Chromogenic peptide substrate assays and their clinical applications.

Chromogenic peptide substrates were first introduced into research laboratories in the early 1970s and were quickly utilised to develop assays for the determination of enzymes, proenzymes and inhibitors of the coagulation system. These assays were gradually introduced into coagulation and clinical chemistry laboratories as laboratory tools in the diagnosis and treatment of coagulation disorders. From the knowledge of the structures of the natural substrates attacked by enzymes other than those of the coagulation system or by synthesis and random screening, substrates for enzymes of the fibrinolytic, plasma and glandular kallikrein and complement systems were produced. These allowed various research groups to develop assays for components of these systems and subsequently led to the use of these assays in studies on various clinical conditions. Substrates for activated protein C ensured that assays for this enzyme and its inhibitors could be developed and introduced into the haematological routine. With the introduction of substrates for limulus lysate not only were assays for endotoxins in clinical samples produced but the control of all disposable products and injectables for endotoxin contamination can now be effected. Initially high costs and time-consuming manual assays were a hinderence to the general acceptance of the use of chromogenic peptide substrate assays and they were only used routinely in a few specialised laboratories.

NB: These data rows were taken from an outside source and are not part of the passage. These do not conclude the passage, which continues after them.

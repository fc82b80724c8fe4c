use crate::model::Identity;
use chrono::{DateTime, Duration, Utc};
use rand::Rng;
use serde::{Deserialize, Serialize};
use std::fmt::Display;

/// How long a persistent (user/admin login) session is honored.
pub const PERSISTENT_TTL_DAYS: i64 = 15;

/// Opaque session token handed to clients, 32 hex chars.
#[derive(Debug, Clone, PartialEq, Eq, Hash, Serialize, Deserialize)]
pub struct SessionToken(pub String);

impl Display for SessionToken {
    fn fmt(&self, f: &mut std::fmt::Formatter<'_>) -> std::fmt::Result {
        write!(f, "{}", self.0)
    }
}

/// Mints a fresh random session token.
pub fn new_session_token() -> SessionToken {
    let mut rng = rand::rng();
    SessionToken(format!(
        "{:016x}{:016x}",
        rng.random::<u64>(),
        rng.random::<u64>()
    ))
}

/// Session durability class.
///
/// - `Persistent` — user/admin logins, honored for [`PERSISTENT_TTL_DAYS`].
/// - `Ephemeral` — guest access; no server-side expiry, the record just dies
///   with logout or with the client forgetting the token.
#[derive(Debug, Clone, Copy, PartialEq, Eq, Serialize, Deserialize)]
pub enum Durability {
    Persistent,
    Ephemeral,
}

/// A server-side session record: the only place a guest identity exists.
#[derive(Debug, Clone, PartialEq)]
pub struct Session {
    pub token: SessionToken,
    pub identity: Identity,
    pub durability: Durability,
    pub created_at: DateTime<Utc>,
    pub expires_at: Option<DateTime<Utc>>,
}

impl Session {
    /// Whether the session should no longer resolve at `now`.
    pub fn is_expired(&self, now: DateTime<Utc>) -> bool {
        matches!(self.expires_at, Some(deadline) if now >= deadline)
    }
}

/// Payload for opening a session. `now` is stamped by the caller so expiry
/// math is a pure function of the payload.
#[derive(Debug, Clone)]
pub struct SessionCreate {
    pub identity: Identity,
    pub durability: Durability,
    pub now: DateTime<Utc>,
}

impl SessionCreate {
    /// Expiry deadline implied by the durability class.
    pub fn expires_at(&self) -> Option<DateTime<Utc>> {
        match self.durability {
            Durability::Persistent => Some(self.now + Duration::days(PERSISTENT_TTL_DAYS)),
            Durability::Ephemeral => None,
        }
    }
}

#[cfg(test)]
mod tests {
    use super::*;
    use crate::model::UserId;
    use chrono::TimeZone;

    fn t0() -> DateTime<Utc> {
        Utc.with_ymd_and_hms(2025, 3, 1, 9, 30, 0).unwrap()
    }

    fn session(durability: Durability) -> Session {
        let create = SessionCreate {
            identity: Identity::User(UserId(1)),
            durability,
            now: t0(),
        };
        Session {
            token: new_session_token(),
            identity: create.identity.clone(),
            durability,
            created_at: t0(),
            expires_at: create.expires_at(),
        }
    }

    #[test]
    fn persistent_sessions_expire_after_fifteen_days() {
        let s = session(Durability::Persistent);
        assert!(!s.is_expired(t0()));
        assert!(!s.is_expired(t0() + Duration::days(15) - Duration::seconds(1)));
        assert!(s.is_expired(t0() + Duration::days(15)));
    }

    #[test]
    fn ephemeral_sessions_never_expire_server_side() {
        let s = session(Durability::Ephemeral);
        assert!(!s.is_expired(t0() + Duration::days(365)));
    }

    #[test]
    fn tokens_are_32_hex_chars() {
        let token = new_session_token();
        assert_eq!(token.0.len(), 32);
        assert!(token.0.chars().all(|c| c.is_ascii_hexdigit()));
    }
}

With the introduction of automated and microtitre plate methods however, these assays are are now available in most hospital laboratories. Since the first chromogenic peptide substrate was described thousands of articles have been published on the use of chromogenic substrate assays to measure proenzymes, enzyme activators, enzyme cofactors and inhibitors in blood and other body fluids in normal subjects and clinical material. We have endeavoured to cover as many of these as possible in this review.